---------- Raw data
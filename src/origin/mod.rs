//! Artifact origin classification.
//!
//! AOT-compiling the entry namespace recompiles every namespace it requires,
//! including third-party ones that already ship as classes in their own
//! archives. A recompiled class is a different runtime type from the shipped
//! one, and protocol dispatch breaks when both meet. So for every path this
//! module picks exactly one physical copy:
//!
//! 1. first-party: the compiled copy, even when an archive also ships it.
//!    If the compile output lacks it, assembly fails instead of using an archive
//! 2. in a non-excluded archive: that archive's copy (first in declared order)
//! 3. compiled and in no archive at all (macro-generated classes): the
//!    compiled copy
//! 4. only in excluded archives: dropped
//! 5. compiled but otherwise only in excluded archives: dropped
//!
//! [`classify`] is a pure function over explicit sets.

use std::collections::{BTreeMap, BTreeSet};
use std::fmt;

use crate::artifact::compiled::CompiledArtifacts;
use crate::artifact::dependency::DependencyArchive;
use crate::coordinate::Coordinate;
use crate::error::{PackageError, PackageResult};
use crate::exclusion::ExcludedCoordinateSet;
use crate::namespace::FirstPartySet;

#[derive(Debug, Clone, PartialEq, Eq)]
pub enum Disposition {
    KeepFromCompiled,
    KeepFromArchive(Coordinate),
    Excluded,
}

impl fmt::Display for Disposition {
    fn fmt(&self, f: &mut fmt::Formatter<'_>) -> fmt::Result {
        match self {
            Disposition::KeepFromCompiled => write!(f, "compiled"),
            Disposition::KeepFromArchive(coordinate) => write!(f, "archive:{}", coordinate.key()),
            Disposition::Excluded => write!(f, "excluded"),
        }
    }
}

/// Archive providers of each path, in declared archive order.
#[derive(Debug, Clone, Default)]
pub struct ArchiveIndex {
    providers: BTreeMap<String, Vec<Coordinate>>,
}

impl ArchiveIndex {
    pub fn new() -> Self {
        Self::default()
    }

    pub fn from_archives(archives: &[DependencyArchive]) -> Self {
        let mut index = Self::new();
        for archive in archives {
            for path in archive.paths() {
                index.add(archive.coordinate().clone(), path);
            }
        }
        index
    }

    /// Register `coordinate` as a provider of `path`. Call in declared order.
    pub fn add(&mut self, coordinate: Coordinate, path: impl Into<String>) {
        let providers = self.providers.entry(path.into()).or_default();
        if !providers.contains(&coordinate) {
            providers.push(coordinate);
        }
    }

    pub fn providers(&self, path: &str) -> &[Coordinate] {
        self.providers.get(path).map(Vec::as_slice).unwrap_or_default()
    }

    pub fn paths(&self) -> impl Iterator<Item = &str> {
        self.providers.keys().map(String::as_str)
    }
}

/// Disposition of every path, keyed and iterated in sorted path order.
#[derive(Debug, Clone, Default, PartialEq, Eq)]
pub struct DispositionMap {
    entries: BTreeMap<String, Disposition>,
}

impl DispositionMap {
    /// Record a decision; a second decision for the same path is an
    /// internal-consistency failure.
    pub fn insert(&mut self, path: String, disposition: Disposition) -> PackageResult<()> {
        if self.entries.contains_key(&path) {
            return Err(PackageError::DuplicateDisposition { path });
        }
        self.entries.insert(path, disposition);
        Ok(())
    }

    pub fn get(&self, path: &str) -> Option<&Disposition> {
        self.entries.get(path)
    }

    pub fn iter(&self) -> impl Iterator<Item = (&str, &Disposition)> {
        self.entries.iter().map(|(p, d)| (p.as_str(), d))
    }

    /// Paths kept from the compile output, sorted.
    pub fn kept_from_compiled(&self) -> impl Iterator<Item = &str> {
        self.iter()
            .filter(|(_, d)| matches!(d, Disposition::KeepFromCompiled))
            .map(|(p, _)| p)
    }

    /// Paths kept from dependency archives with their owner, sorted by path.
    pub fn kept_from_archive(&self) -> impl Iterator<Item = (&str, &Coordinate)> {
        self.iter().filter_map(|(p, d)| match d {
            Disposition::KeepFromArchive(coordinate) => Some((p, coordinate)),
            _ => None,
        })
    }

    pub fn excluded(&self) -> impl Iterator<Item = &str> {
        self.iter()
            .filter(|(_, d)| matches!(d, Disposition::Excluded))
            .map(|(p, _)| p)
    }

    pub fn len(&self) -> usize {
        self.entries.len()
    }

    pub fn is_empty(&self) -> bool {
        self.entries.is_empty()
    }

    pub fn counts(&self) -> DispositionCounts {
        let mut counts = DispositionCounts::default();
        for (_, disposition) in self.iter() {
            match disposition {
                Disposition::KeepFromCompiled => counts.kept_from_compiled += 1,
                Disposition::KeepFromArchive(_) => counts.kept_from_archive += 1,
                Disposition::Excluded => counts.excluded += 1,
            }
        }
        counts
    }
}

#[derive(Debug, Clone, Copy, Default, PartialEq, Eq)]
pub struct DispositionCounts {
    pub kept_from_compiled: usize,
    pub kept_from_archive: usize,
    pub excluded: usize,
}

/// Decide the origin of every path in the compile output and the archives.
pub fn classify(
    first_party: &FirstPartySet,
    compiled: &CompiledArtifacts,
    archives: &ArchiveIndex,
    excluded: &ExcludedCoordinateSet,
) -> PackageResult<DispositionMap> {
    let all_paths: BTreeSet<&str> = compiled.paths().chain(archives.paths()).collect();

    let mut map = DispositionMap::default();
    for path in all_paths {
        let disposition = decide(path, first_party, compiled, archives, excluded);
        map.insert(path.to_string(), disposition)?;
    }
    Ok(map)
}

fn decide(
    path: &str,
    first_party: &FirstPartySet,
    compiled: &CompiledArtifacts,
    archives: &ArchiveIndex,
    excluded: &ExcludedCoordinateSet,
) -> Disposition {
    let in_compiled = compiled.contains(path);
    if first_party.contains(path) {
        if !in_compiled {
            tracing::warn!(
                path,
                providers = ?archives.providers(path).iter().map(Coordinate::key).collect::<Vec<_>>(),
                "first-party path missing from compile output; archive copies are never used"
            );
        }
        return Disposition::KeepFromCompiled;
    }

    let providers = archives.providers(path);
    let mut included = providers.iter().filter(|c| !excluded.contains(c));
    if let Some(winner) = included.next() {
        let shadowed: Vec<_> = included.map(Coordinate::key).collect();
        if !shadowed.is_empty() {
            tracing::debug!(
                path,
                winner = %winner.key(),
                shadowed = ?shadowed,
                "path provided by several archives; first declared wins"
            );
        }
        return Disposition::KeepFromArchive(winner.clone());
    }

    if providers.is_empty() && in_compiled {
        return Disposition::KeepFromCompiled;
    }

    Disposition::Excluded
}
--------------------
Every record is to be repeated exactly as it stands above.

__Answer to this problem__.
filename src/origin/mod.rs
//! Artifact origin classification.
//!
//! AOT-compiling the entry namespace recompiles every namespace it requires,
//! including third-party ones that already ship as classes in their own
//! archives. A recompiled class is a different runtime type from the shipped
//! one, and protocol dispatch breaks when both meet. So for every path this
//! module picks exactly one physical copy:
//!
//! 1. first-party: the compiled copy, even when an archive also ships it.
//!    If the compile output lacks it, assembly fails instead of using an archive
//! 2. in a non-excluded archive: that archive's copy (first in declared order)
//! 3. compiled and in no archive at all (macro-generated classes): the
//!    compiled copy
//! 4. only in excluded archives: dropped
//! 5. compiled but otherwise only in excluded archives: dropped
//!
//! [`classify`] is a pure function over explicit sets.

use std::collections::{BTreeMap, BTreeSet};
use std::fmt;

use crate::artifact::compiled::CompiledArtifacts;
use crate::artifact::dependency::DependencyArchive;
use crate::coordinate::Coordinate;
use crate::error::{PackageError, PackageResult};
use crate::exclusion::ExcludedCoordinateSet;
use crate::namespace::FirstPartySet;

#[derive(Debug, Clone, PartialEq, Eq)]
pub enum Disposition {
    KeepFromCompiled,
    KeepFromArchive(Coordinate),
    Excluded,
}

impl fmt::Display for Disposition {
    fn fmt(&self, f: &mut fmt::Formatter<'_>) -> fmt::Result {
        match self {
            Disposition::KeepFromCompiled => write!(f, "compiled"),
            Disposition::KeepFromArchive(coordinate) => write!(f, "archive:{}", coordinate.key()),
            Disposition::Excluded => write!(f, "excluded"),
        }
    }
}

/// Archive providers of each path, in declared archive order.
#[derive(Debug, Clone, Default)]
pub struct ArchiveIndex {
    providers: BTreeMap<String, Vec<Coordinate>>,
}

impl ArchiveIndex {
    pub fn new() -> Self {
        Self::default()
    }

    pub fn from_archives(archives: &[DependencyArchive]) -> Self {
        let mut index = Self::new();
        for archive in archives {
            for path in archive.paths() {
                index.add(archive.coordinate().clone(), path);
            }
        }
        index
    }

    /// Register `coordinate` as a provider of `path`. Call in declared order.
    pub fn add(&mut self, coordinate: Coordinate, path: impl Into<String>) {
        let providers = self.providers.entry(path.into()).or_default();
        if !providers.contains(&coordinate) {
            providers.push(coordinate);
        }
    }

    pub fn providers(&self, path: &str) -> &[Coordinate] {
        self.providers.get(path).map(Vec::as_slice).unwrap_or_default()
    }

    pub fn paths(&self) -> impl Iterator<Item = &str> {
        self.providers.keys().map(String::as_str)
    }
}

/// Disposition of every path, keyed and iterated in sorted path order.
#[derive(Debug, Clone, Default, PartialEq, Eq)]
pub struct DispositionMap {
    entries: BTreeMap<String, Disposition>,
}

impl DispositionMap {
    /// Record a decision; a second decision for the same path is an
    /// internal-consistency failure.
    pub fn insert(&mut self, path: String, disposition: Disposition) -> PackageResult<()> {
        if self.entries.contains_key(&path) {
            return Err(PackageError::DuplicateDisposition { path });
        }
        self.entries.insert(path, disposition);
        Ok(())
    }

    pub fn get(&self, path: &str) -> Option<&Disposition> {
        self.entries.get(path)
    }

    pub fn iter(&self) -> impl Iterator<Item = (&str, &Disposition)> {
        self.entries.iter().map(|(p, d)| (p.as_str(), d))
    }

    /// Paths kept from the compile output, sorted.
    pub fn kept_from_compiled(&self) -> impl Iterator<Item = &str> {
        self.iter()
            .filter(|(_, d)| matches!(d, Disposition::KeepFromCompiled))
            .map(|(p, _)| p)
    }

    /// Paths kept from dependency archives with their owner, sorted by path.
    pub fn kept_from_archive(&self) -> impl Iterator<Item = (&str, &Coordinate)> {
        self.iter().filter_map(|(p, d)| match d {
            Disposition::KeepFromArchive(coordinate) => Some((p, coordinate)),
            _ => None,
        })
    }

    pub fn excluded(&self) -> impl Iterator<Item = &str> {
        self.iter()
            .filter(|(_, d)| matches!(d, Disposition::Excluded))
            .map(|(p, _)| p)
    }

    pub fn len(&self) -> usize {
        self.entries.len()
    }

    pub fn is_empty(&self) -> bool {
        self.entries.is_empty()
    }

    pub fn counts(&self) -> DispositionCounts {
        let mut counts = DispositionCounts::default();
        for (_, disposition) in self.iter() {
            match disposition {
                Disposition::KeepFromCompiled => counts.kept_from_compiled += 1,
                Disposition::KeepFromArchive(_) => counts.kept_from_archive += 1,
                Disposition::Excluded => counts.excluded += 1,
            }
        }
        counts
    }
}

#[derive(Debug, Clone, Copy, Default, PartialEq, Eq)]
pub struct DispositionCounts {
    pub kept_from_compiled: usize,
    pub kept_from_archive: usize,
    pub excluded: usize,
}

/// Decide the origin of every path in the compile output and the archives.
pub fn classify(
    first_party: &FirstPartySet,
    compiled: &CompiledArtifacts,
    archives: &ArchiveIndex,
    excluded: &ExcludedCoordinateSet,
) -> PackageResult<DispositionMap> {
    let all_paths: BTreeSet<&str> = compiled.paths().chain(archives.paths()).collect();

    let mut map = DispositionMap::default();
    for path in all_paths {
        let disposition = decide(path, first_party, compiled, archives, excluded);
        map.insert(path.to_string(), disposition)?;
    }
    Ok(map)
}

fn decide(
    path: &str,
    first_party: &FirstPartySet,
    compiled: &CompiledArtifacts,
    archives: &ArchiveIndex,
    excluded: &ExcludedCoordinateSet,
) -> Disposition {
    let in_compiled = compiled.contains(path);
    if first_party.contains(path) {
        if !in_compiled {
            tracing::warn!(
                path,
                providers = ?archives.providers(path).iter().map(Coordinate::key).collect::<Vec<_>>(),
                "first-party path missing from compile output; archive copies are never used"
            );
        }
        return Disposition::KeepFromCompiled;
    }

    let providers = archives.providers(path);
    let mut included = providers.iter().filter(|c| !excluded.contains(c));
    if let Some(winner) = included.next() {
        let shadowed: Vec<_> = included.map(Coordinate::key).collect();
        if !shadowed.is_empty() {
            tracing::debug!(
                path,
                winner = %winner.key(),
                shadowed = ?shadowed,
                "path provided by several archives; first declared wins"
            );
        }
        return Disposition::KeepFromArchive(winner.clone());
    }

    if providers.is_empty() && in_compiled {
        return Disposition::KeepFromCompiled;
    }

    Disposition::Excluded
}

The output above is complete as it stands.